Saved entries:
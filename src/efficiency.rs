//! Per-attribute sampling efficiency bookkeeping and the efficiency queue.

use crate::pli::Pli;
use crate::utils::binomial;

/// Tracks how productive windowed sampling has been for one attribute: the
/// fraction of comparisons so far that turned up a new non-FD.
#[derive(Debug, Clone)]
pub struct Efficiency {
    pub att: usize,
    pub total: u64,
    pub window: usize,
    pub comps: u64,
    pub results: f64,
    pub done: bool,
}

impl Efficiency {
    /// One entry per attribute, created on the sampler's first pass.
    /// `total = sum(C(|cluster|, 2))` over every cluster of `pli`.
    pub fn new(att: usize, pli: &Pli) -> Self {
        let total: u64 = pli.iter().map(|c| binomial(c.len() as u64, 2)).sum();
        Efficiency {
            att,
            total,
            window: 2,
            comps: 0,
            results: 0.0,
            done: total == 0,
        }
    }

    pub fn increase_comps(&mut self) {
        self.comps += 1;
        if self.comps == self.total {
            self.done = true;
        }
    }

    /// `results / comps`, or `0.0` if no comparison has happened yet (most
    /// notably an all-unique column, whose `total` is `0` and so never gets
    /// a single `increase_comps` call) — avoids a `0.0/0.0` NaN that would
    /// poison the efficiency queue's sort.
    pub fn eval(&self) -> f64 {
        if self.comps == 0 {
            0.0
        } else {
            self.results / self.comps as f64
        }
    }
}
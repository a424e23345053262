//! End-to-end exercise of the discovery engine and the minimal-cover
//! reducer over small, hand-written tables.

use std::io::Write;
use tabfd::config::DiscoveryConfig;
use tabfd::{mincover, Engine, Table};
use tempfile::NamedTempFile;

fn write_csv(rows: &[&str]) -> NamedTempFile {
    let mut f = NamedTempFile::new().unwrap();
    for row in rows {
        writeln!(f, "{row}").unwrap();
    }
    f.flush().unwrap();
    f
}

#[test]
fn single_column_table_has_no_non_trivial_fds() {
    let f = write_csv(&["a", "b", "a", "c"]);
    let table = Table::from_path(f.path(), b',').unwrap();
    let mut engine = Engine::new(table, DiscoveryConfig::default());
    let out = NamedTempFile::new().unwrap();
    let results = NamedTempFile::new().unwrap();
    engine.run("single", out.path(), results.path(), 0.0).unwrap();

    // only attribute 0 exists, so the only possible FD is [] -> 0,
    // which only holds if the column happens to be constant (it isn't).
    assert!(engine.fds().iter().all(|(lhs, rhs)| !(lhs.is_empty() && rhs == &[0])));
}

#[test]
fn all_identical_rows_yield_every_fd() {
    let f = write_csv(&["x,1,p", "x,1,p", "x,1,p"]);
    let table = Table::from_path(f.path(), b',').unwrap();
    let mut engine = Engine::new(table, DiscoveryConfig::default());
    let out = NamedTempFile::new().unwrap();
    let results = NamedTempFile::new().unwrap();
    engine.run("constant", out.path(), results.path(), 0.0).unwrap();

    // every column is constant, so [] -> a holds for every attribute a.
    let fds = engine.fds();
    for a in 0..3 {
        assert!(fds.iter().any(|(lhs, rhs)| lhs.is_empty() && rhs.contains(&a)));
    }
}

#[test]
fn all_unique_rows_yield_no_non_trivial_fds() {
    let f = write_csv(&["a,1", "b,2", "c,3", "d,4"]);
    let table = Table::from_path(f.path(), b',').unwrap();
    let mut engine = Engine::new(table, DiscoveryConfig::default());
    let out = NamedTempFile::new().unwrap();
    let results = NamedTempFile::new().unwrap();
    engine.run("unique", out.path(), results.path(), 0.0).unwrap();

    // every attribute is all-unique: no constant column, and neither
    // attribute determines the other in a way that survives minimality.
    let fds = engine.fds();
    assert!(fds.iter().all(|(lhs, _)| !lhs.is_empty()));
}

#[test]
fn duplicate_rows_preserve_a_genuine_dependency() {
    // column 0 -> column 1, with the first two rows being exact duplicates.
    let f = write_csv(&["x,1", "x,1", "y,2", "y,2", "z,3"]);
    let table = Table::from_path(f.path(), b',').unwrap();
    let mut engine = Engine::new(table, DiscoveryConfig::default());
    let out = NamedTempFile::new().unwrap();
    let results = NamedTempFile::new().unwrap();
    engine.run("dup", out.path(), results.path(), 0.0).unwrap();

    let fds = engine.fds();
    assert!(fds.iter().any(|(lhs, rhs)| lhs == &vec![0] && rhs.contains(&1)));
}

#[test]
fn discovered_canonical_cover_reduces_to_a_minimal_cover() {
    let f = write_csv(&["x,1,p", "x,1,p", "y,2,q", "y,2,q"]);
    let table = Table::from_path(f.path(), b',').unwrap();
    let mut engine = Engine::new(table, DiscoveryConfig::default());
    let out = NamedTempFile::new().unwrap();
    let results = NamedTempFile::new().unwrap();
    engine.run("reduce", out.path(), results.path(), 0.0).unwrap();

    let flat: Vec<(Vec<usize>, usize)> = engine
        .fds()
        .into_iter()
        .flat_map(|(lhs, rhss)| rhss.into_iter().map(move |r| (lhs.clone(), r)))
        .collect();
    let cover = mincover::canonical_cover(&flat);
    let reduced = mincover::minimal_cover(cover);

    // the reduced cover must not itself contain a rule whose LHS is a
    // strict superset of another rule's LHS with an overlapping RHS
    // (that would mean minimality failed).
    for (a_lhs, a_rhs) in &reduced {
        for (b_lhs, b_rhs) in &reduced {
            if a_lhs == b_lhs {
                continue;
            }
            if b_lhs.is_subset(a_lhs) {
                assert!(
                    a_rhs.is_disjoint(b_rhs),
                    "rule {a_lhs:?} -> {a_rhs:?} is not minimal against {b_lhs:?} -> {b_rhs:?}"
                );
            }
        }
    }
}
//! JSON FD-set output and the tab-separated results log, mirroring the
//! original's `Stats`/`Output` bookkeeping and the teacher's `serde_json`
//! writer idiom.

use color_eyre::eyre::{Context, Result};
use std::fs::OpenOptions;
use std::io::Write;
use std::path::Path;

/// Writes the current FD set as a JSON array of `[lhs, rhs]` pairs (both
/// sides sorted, original attribute indices). Overwrites `path` in full
/// each call so a reader (or an interrupted run) always sees a complete,
/// parseable file.
pub fn write_fds(path: &Path, fds: &[(Vec<usize>, Vec<usize>)]) -> Result<()> {
    let file = std::fs::File::create(path)
        .with_context(|| format!("could not create output file {}", path.display()))?;
    serde_json::to_writer(file, fds).context("could not serialize FD set to JSON")?;
    Ok(())
}

/// One line of run metadata, tab-separated on append: database name,
/// output path, start timestamp, row/attribute counts, FD count, CSV
/// read time, total execution time, peak resident set size.
pub struct Stats {
    pub dbname: String,
    pub output_path: String,
    pub timestamp: String,
    pub n_rows: usize,
    pub n_attrs: usize,
    pub n_fds: usize,
    pub reading_time_secs: f64,
    pub execution_time_secs: f64,
    pub peak_rss_kb: u64,
}

impl Stats {
    fn to_line(&self) -> String {
        [
            self.dbname.clone(),
            self.output_path.clone(),
            self.timestamp.clone(),
            self.n_rows.to_string(),
            self.n_attrs.to_string(),
            self.n_fds.to_string(),
            self.reading_time_secs.to_string(),
            self.execution_time_secs.to_string(),
            self.peak_rss_kb.to_string(),
        ]
        .join("\t")
    }
}

/// Appends `stats` as one line to the results file, creating it if
/// necessary.
pub fn append_stats_line(results_path: &Path, stats: &Stats) -> Result<()> {
    let mut file = OpenOptions::new()
        .create(true)
        .append(true)
        .open(results_path)
        .with_context(|| format!("could not open results file {}", results_path.display()))?;
    writeln!(file, "{}", stats.to_line())
        .with_context(|| format!("could not append to results file {}", results_path.display()))?;
    Ok(())
}

/// Peak resident set size in kilobytes, read via `getrusage(2)`, the same
/// syscall the original's `resource.getrusage(resource.RUSAGE_SELF)`
/// wraps. Returns 0 if the call fails, since this is diagnostic-only.
#[cfg(unix)]
pub fn peak_rss_kb() -> u64 {
    use std::mem::MaybeUninit;
    unsafe {
        let mut usage = MaybeUninit::<libc::rusage>::zeroed();
        if libc::getrusage(libc::RUSAGE_SELF, usage.as_mut_ptr()) == 0 {
            let usage = usage.assume_init();
            // Linux reports ru_maxrss in KiB already; other unices in bytes,
            // but this crate only ships for Linux hosts in practice.
            usage.ru_maxrss as u64
        } else {
            0
        }
    }
}

#[cfg(not(unix))]
pub fn peak_rss_kb() -> u64 {
    0
}
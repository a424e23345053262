// tabfd: hybrid sampling/validation discovery of minimal functional
// dependencies in relational tables, plus a minimal-cover reducer.
// Copyright (C) 2017-2022 Alex Jago <abjago@abjago.net>.
// Released under the MIT or Apache-2.0 licenses, at your option.

use clap::Parser;
use color_eyre::eyre::{Context, Result};
use std::path::Path;
use tabfd::app::{self, Cli, CliCommands};
use tracing_subscriber::EnvFilter;

fn main() -> Result<()> {
    color_eyre::install()?;
    let cli = Cli::parse();

    let (debug, mute, logfile) = match &cli.command {
        CliCommands::Discover(d) => (d.debug, d.mute, d.logfile.clone()),
        CliCommands::MinCover(_) => (false, false, None),
    };
    init_logging(debug, mute, logfile.as_deref())?;

    app::actual(cli)
}

/// Sets up `tracing_subscriber`: `--debug` widens the filter to `trace`,
/// `--mute` narrows it to `error`, `--logfile` redirects to a file instead
/// of stderr. `RUST_LOG` always takes precedence when set.
fn init_logging(debug: bool, mute: bool, logfile: Option<&Path>) -> Result<()> {
    let default_level = if mute {
        "error"
    } else if debug {
        "trace"
    } else {
        "info"
    };
    let filter = EnvFilter::try_from_default_env().unwrap_or_else(|_| EnvFilter::new(default_level));

    if let Some(path) = logfile {
        let file = std::fs::File::create(path)
            .with_context(|| format!("could not create log file {}", path.display()))?;
        tracing_subscriber::fmt()
            .with_env_filter(filter)
            .with_writer(std::sync::Mutex::new(file))
            .init();
    } else {
        tracing_subscriber::fmt().with_env_filter(filter).init();
    }
    Ok(())
}
//! The FD prefix tree: an arena of nodes (no owned parent/child cycles, per
//! the design note on cyclic back-references) holding the currently
//! conjectured valid minimal functional dependencies.
//!
//! A root-to-node path (excluding the root's own sentinel) is an LHS
//! attribute set; a node's RHS bit-set says which attributes are currently
//! believed functionally determined by that LHS.

use std::collections::BTreeMap;

const ROOT: usize = 0;
const NO_ATT: i64 = -1;

#[derive(Debug)]
struct FdNode {
    att: i64,
    parent: Option<usize>,
    children: BTreeMap<usize, usize>,
    rhs: Vec<bool>,
}

impl FdNode {
    fn new(att: i64, parent: Option<usize>, n_attrs: usize) -> Self {
        FdNode {
            att,
            parent,
            children: BTreeMap::new(),
            rhs: vec![false; n_attrs],
        }
    }
}

/// Arena-backed prefix tree of conjectured FDs. `n_attrs` bounds the width
/// of every node's RHS bit-set.
#[derive(Debug)]
pub struct FdTree {
    n_attrs: usize,
    nodes: Vec<FdNode>,
}

impl FdTree {
    pub fn new(n_attrs: usize) -> Self {
        FdTree {
            n_attrs,
            nodes: vec![FdNode::new(NO_ATT, None, n_attrs)],
        }
    }

    fn lhs_sorted(lhs: &[usize]) -> Vec<usize> {
        let mut v = lhs.to_vec();
        v.sort_unstable();
        v.dedup();
        v
    }

    /// Traverses/creates the path for `lhs`, sets every bit in `rhss`, and
    /// returns the index of the (now-existing) terminal node.
    pub fn add(&mut self, lhs: &[usize], rhss: &[usize]) -> usize {
        let s_lhs = Self::lhs_sorted(lhs);
        let mut current = ROOT;
        for att in s_lhs {
            current = match self.nodes[current].children.get(&att) {
                Some(&child) => child,
                None => {
                    let new_idx = self.nodes.len();
                    self.nodes.push(FdNode::new(att as i64, Some(current), self.n_attrs));
                    self.nodes[current].children.insert(att, new_idx);
                    new_idx
                }
            };
        }
        for &r in rhss {
            self.nodes[current].rhs[r] = true;
        }
        current
    }

    /// Clears the RHS bit for `rhs` at the node addressed by `lhs`. The path
    /// is not pruned: the subtree may still hold more specific FDs.
    ///
    /// Panics if no node exists for `lhs` — the caller is expected to have
    /// obtained `lhs` from this same tree (an internal invariant violation
    /// otherwise).
    pub fn remove(&mut self, lhs: &[usize], rhs: usize) {
        let idx = self.find(lhs).unwrap_or_else(|| {
            panic!("FdTree::remove: no node for lhs {lhs:?} (internal invariant violation)")
        });
        self.nodes[idx].rhs[rhs] = false;
    }

    fn find(&self, lhs: &[usize]) -> Option<usize> {
        let s_lhs = Self::lhs_sorted(lhs);
        let mut current = ROOT;
        for att in s_lhs {
            current = *self.nodes[current].children.get(&att)?;
        }
        Some(current)
    }

    pub fn get_lhs(&self, node: usize) -> Vec<usize> {
        let mut out = Vec::new();
        let mut cur = Some(node);
        while let Some(idx) = cur {
            let n = &self.nodes[idx];
            if n.att >= 0 {
                out.push(n.att as usize);
            }
            cur = n.parent;
        }
        out.sort_unstable();
        out
    }

    pub fn get_rhss(&self, node: usize) -> Vec<usize> {
        self.nodes[node]
            .rhs
            .iter()
            .enumerate()
            .filter_map(|(i, &b)| b.then_some(i))
            .collect()
    }

    /// Children indices in ascending attribute-key order (matches the
    /// `BTreeMap`'s natural iteration order).
    pub fn get_children(&self, node: usize) -> Vec<usize> {
        self.nodes[node].children.values().copied().collect()
    }

    fn level_and_recurse(&self, current: usize, sought_depth: usize, depth: usize, out: &mut Vec<usize>) {
        if sought_depth == depth {
            out.push(current);
        } else {
            for &child in self.nodes[current].children.values() {
                self.level_and_recurse(child, sought_depth, depth + 1, out);
            }
        }
    }

    /// All nodes whose LHS has size `k`.
    pub fn get_level(&self, k: usize) -> Vec<usize> {
        let mut out = Vec::new();
        self.level_and_recurse(ROOT, k, 0, &mut out);
        out
    }

    fn read_and_recurse(&self, current: usize, base: &[usize], out: &mut Vec<(Vec<usize>, usize)>) {
        for (i, &set) in self.nodes[current].rhs.iter().enumerate() {
            if set {
                out.push((base.to_vec(), i));
            }
        }
        for (&att, &child) in &self.nodes[current].children {
            let mut next_base = base.to_vec();
            next_base.push(att);
            self.read_and_recurse(child, &next_base, out);
        }
    }

    /// Enumerates every `(LHS, RHS)` pair currently believed valid.
    pub fn read_fds(&self) -> Vec<(Vec<usize>, usize)> {
        let mut out = Vec::new();
        self.read_and_recurse(ROOT, &[], &mut out);
        out
    }

    pub fn n_fds(&self) -> usize {
        self.read_fds().len()
    }

    /// Recurses along child keys that are members of `lhs`, stopping a
    /// branch once a child's key exceeds every remaining candidate (keys are
    /// visited in ascending order, so nothing past that point can be a
    /// subset of `lhs` either).
    fn check_and_recurse(
        &self,
        current: usize,
        base: &[usize],
        lhs: &[usize],
        rhs: usize,
        out: &mut Vec<usize>,
    ) {
        if self.nodes[current].rhs[rhs] && base.iter().all(|a| lhs.contains(a)) {
            out.push(current);
        }
        let max_lhs = lhs.iter().copied().max();
        for (&att, &child) in &self.nodes[current].children {
            if lhs.contains(&att) {
                let mut next_base = base.to_vec();
                next_base.push(att);
                self.check_and_recurse(child, &next_base, lhs, rhs, out);
            } else if Some(att) > max_lhs {
                break;
            }
        }
    }

    /// True iff some `LHS' -> rhs` with `LHS' ⊆ lhs` is already present.
    pub fn fd_has_generals(&self, lhs: &[usize], rhs: usize) -> bool {
        let mut out = Vec::new();
        self.check_and_recurse(ROOT, &[], lhs, rhs, &mut out);
        !out.is_empty()
    }

    /// Node indices of every `LHS' -> rhs` with `LHS' ⊆ lhs` currently set.
    pub fn get_fd_and_generals(&self, lhs: &[usize], rhs: usize) -> Vec<usize> {
        let mut out = Vec::new();
        self.check_and_recurse(ROOT, &[], lhs, rhs, &mut out);
        out
    }

    /// Specializes the tree against the observation that `lhs -> a` is
    /// invalid for every `a` in `rhss`: every node whose LHS is a subset of
    /// `lhs` and whose RHS bit `a` is set has that bit cleared, and is
    /// replaced by `LHS' ∪ {c} -> a` for every attribute `c` not already in
    /// `lhs ∪ {a}`, unless a more general FD already covers it. Returns the
    /// (possibly already-existing) nodes touched by the new additions.
    pub fn specialize(&mut self, lhs: &[usize], rhss: &[usize]) -> Vec<usize> {
        let mut touched = Vec::new();
        for &rhs in rhss {
            let invalid_nodes = self.get_fd_and_generals(lhs, rhs);
            for node in invalid_nodes {
                let general_lhs = self.get_lhs(node);
                self.remove(&general_lhs, rhs);
                for c in 0..self.n_attrs {
                    if lhs.contains(&c) || c == rhs {
                        continue;
                    }
                    let mut new_lhs = general_lhs.clone();
                    new_lhs.push(c);
                    if self.fd_has_generals(&new_lhs, rhs) {
                        continue;
                    }
                    touched.push(self.add(&new_lhs, &[rhs]));
                }
            }
        }
        touched
    }
}

#[cfg(test)]
mod tests {
    use super::*;

    #[test]
    fn initial_state_is_empty_lhs_to_everything() {
        let mut t = FdTree::new(4);
        t.add(&[], &[0, 1, 2, 3]);
        let fds: Vec<_> = t.read_fds().into_iter().collect();
        assert_eq!(fds.len(), 4);
        assert!(fds.iter().all(|(lhs, _)| lhs.is_empty()));
    }

    #[test]
    fn fd_has_generals_finds_subset_lhs() {
        let mut t = FdTree::new(4);
        t.add(&[1], &[3]);
        assert!(t.fd_has_generals(&[1, 2], 3));
        assert!(!t.fd_has_generals(&[1, 2], 2));
        assert!(!t.fd_has_generals(&[0], 3));
    }

    #[test]
    fn remove_clears_bit_but_keeps_path() {
        let mut t = FdTree::new(3);
        let node = t.add(&[0], &[1]);
        t.remove(&[0], 1);
        assert!(t.get_rhss(node).is_empty());
        // path still reachable
        assert_eq!(t.find(&[0]), Some(node));
    }

    #[test]
    #[should_panic]
    fn remove_missing_path_panics() {
        let mut t = FdTree::new(3);
        t.remove(&[0], 1);
    }

    #[test]
    fn specialize_scenario_from_spec() {
        // Observing agreement mask (T,T,F,F) from two rows must remove
        // empty-LHS FDs on 0 and 1, and add {2}->0, {2}->1, {3}->0, {3}->1
        // (or generalizations thereof).
        let mut t = FdTree::new(4);
        t.add(&[], &[0, 1, 2, 3]);
        t.specialize(&[0, 1], &[2, 3]);

        let fds: std::collections::HashSet<_> = t.read_fds().into_iter().collect();
        assert!(!fds.contains(&(vec![], 0)));
        assert!(!fds.contains(&(vec![], 1)));
        assert!(fds.contains(&(vec![2], 0)));
        assert!(fds.contains(&(vec![2], 1)));
        assert!(fds.contains(&(vec![3], 0)));
        assert!(fds.contains(&(vec![3], 1)));
        // empty LHS for 2 and 3 survives untouched
        assert!(fds.contains(&(vec![], 2)));
        assert!(fds.contains(&(vec![], 3)));
    }

    #[test]
    fn get_level_buckets_by_lhs_size() {
        let mut t = FdTree::new(3);
        t.add(&[], &[2]);
        t.add(&[0], &[1]);
        t.add(&[0, 1], &[2]);
        assert_eq!(t.get_level(0), vec![ROOT]);
        assert_eq!(t.get_level(1).len(), 1);
        assert_eq!(t.get_level(2).len(), 1);
    }
}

**WHAT THE EXERCISE ASKS:** The range runs from the line above containing "use crate::utils::binomial;" to the line containing "sampler's first pass.", inclusive. Restate those lines word for word and no others.

**ANSWER SECTION:**
use crate::utils::binomial;

/// Tracks how productive windowed sampling has been for one attribute: the
/// fraction of comparisons so far that turned up a new non-FD.
#[derive(Debug, Clone)]
pub struct Efficiency {
    pub att: usize,
    pub total: u64,
    pub window: usize,
    pub comps: u64,
    pub results: f64,
    pub done: bool,
}

impl Efficiency {
    /// One entry per attribute, created on the sampler's first pass.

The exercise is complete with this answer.